La fête du mascaret
Remake de la Naissance de Vénus sur l’estuaire de la Gironde ou occasion de rencontres pour supporters égarés du Tour de France ?
Ni l’un ni l’autre ! Aujourd’hui, c’est fête à Saint-Pardon de Vayres sur la Dordogne, voyez-vous. Jésus a troqué ses sandales et son pagne pour une combinaison intégrale, et s’en va slider sur le mascaret, planche à ailerons sous le bras ! « Kiffer la vibe », en somme... Eh oui, car ce phénomène du mascaret, train de vagues causé par la rencontre entre la marée qui remonte le cours du fleuve et les eaux descendantes, n’est véritablement observable qu’en Aquitaine ! Approchez, approchez : voyez comme la vague roule, boule, en une série de bourrelets qui peuvent atteindre la dizaine aux périodes de grandes marées. Mais jusqu’où peut-elle bien galoper, cette vague incongrue ?
On pourrait la penser peu à son aise, cette vague, sur un fleuve habitué aux doux clapotis d’une eau plate... Que nenni ! Elle creuse son chemin vaille que vaille, et emporte sur ses flancs d’audacieux surfeurs, « ridant » sur l’eau, pour le plus grand plaisir des spectateurs émerveillés et envieux. Ils sont là, perchés, frissonnant à la moindre perte d’équilibre des funambules de l’eau. Jusqu’où voguent-ils, nos Jésus de Nazareth new age ? D’où partent-ils ? Sur quelle distance seront-ils capables de maîtriser leur équilibre et l’élément capricieux sous leurs pieds ? Un kilomètre, parfois plus pour les plus habiles. Quant aux autres, moins chanceux, ils ne grimperont que quelques secondes sur la planche et se feront doubler par la vague. Ceux-là se retrouveront le bec dans l’eau peu appétissante... seul trophée promis à tous ! Car ici, il n’y a ni médaille ni coupe ! Pour ces surfeurs, point d’Évangile. Ils se contenteront de la beauté éphémère du spectacle et des encouragements des joyeux badauds. Les surfeurs et les curieux se retrouveront sûrement ici l’an prochain : à Saint-Pardon, la Mecque des chercheurs d’insolite...

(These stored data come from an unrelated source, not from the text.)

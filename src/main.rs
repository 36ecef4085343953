//! Contacts Pipeline - Main entry point
//!
//! Loads the configured contacts file, merges it, and serves the contact list
//! over stdin/stdout as JSON lines.

use anyhow::Result;
use contacts_pipeline::repositories::{ContactRepository, ContactSourceRepository};
use contacts_pipeline::services::{ContactListService, ContactListServiceImpl};
use contacts_pipeline::{Config, ContactMerger, JsonContactStore, MetricsTracker};
use std::sync::Arc;
use tracing::{error, info};
use tracing_subscriber::EnvFilter;

#[tokio::main]
async fn main() -> Result<()> {
    let _ = dotenvy::dotenv();

    // Initialize logging (stderr only, stdout carries the JSON lines)
    let filter = EnvFilter::try_from_default_env()
        .or_else(|_| {
            EnvFilter::try_new(std::env::var("LOG_LEVEL").unwrap_or_else(|_| "error".to_string()))
        })
        .unwrap_or_else(|_| EnvFilter::new("error"));

    tracing_subscriber::fmt()
        .with_env_filter(filter)
        .with_writer(std::io::stderr)
        .init();

    // Load configuration
    let config = match Config::from_env() {
        Ok(cfg) => {
            info!("Configuration loaded successfully");
            cfg
        }
        Err(e) => {
            error!("Failed to load configuration: {}", e);
            return Err(e.into());
        }
    };

    info!(
        contacts_file = %config.contacts_file.display(),
        default_sort = %config.default_sort_policy,
        merge_keys = %config.merge_policy,
        log_level = %config.log_level,
        "Starting contacts pipeline"
    );

    let store = Arc::new(JsonContactStore::open(&config.contacts_file).await?);
    if let Some(origin) = store.origin() {
        info!(path = %origin.display(), "Contacts file opened");
    }
    let source_repo = store.clone() as Arc<dyn ContactSourceRepository>;
    let contact_repo = store as Arc<dyn ContactRepository>;

    let metrics = MetricsTracker::new();
    let service = Arc::new(ContactListServiceImpl::new(
        source_repo,
        contact_repo,
        ContactMerger::new(config.merge_policy.clone()),
        config.default_sort_policy,
        metrics.clone(),
    ));

    if let Err(e) = service.init_load().await {
        error!("Failed to load contacts: {}", e);
        return Err(e.into());
    }

    // Run the server (this will block until stdin is closed)
    contacts_pipeline::server::run_server(service).await?;

    info!("{}", metrics.summary());
    info!("Contacts pipeline shutdown complete");
    Ok(())
}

En attendant, par cette belle journée de fin d’été, le ciel est bleu, le soleil poudroie, l’herbe verdoie, et la foule au sec admire les courageux qui flottent sur les eaux. Et elle ne prend pas garde qu’elle aussi, dans quelques instants, pourrait bien se retrouver... les pieds dans l’eau ! Gare à la vague.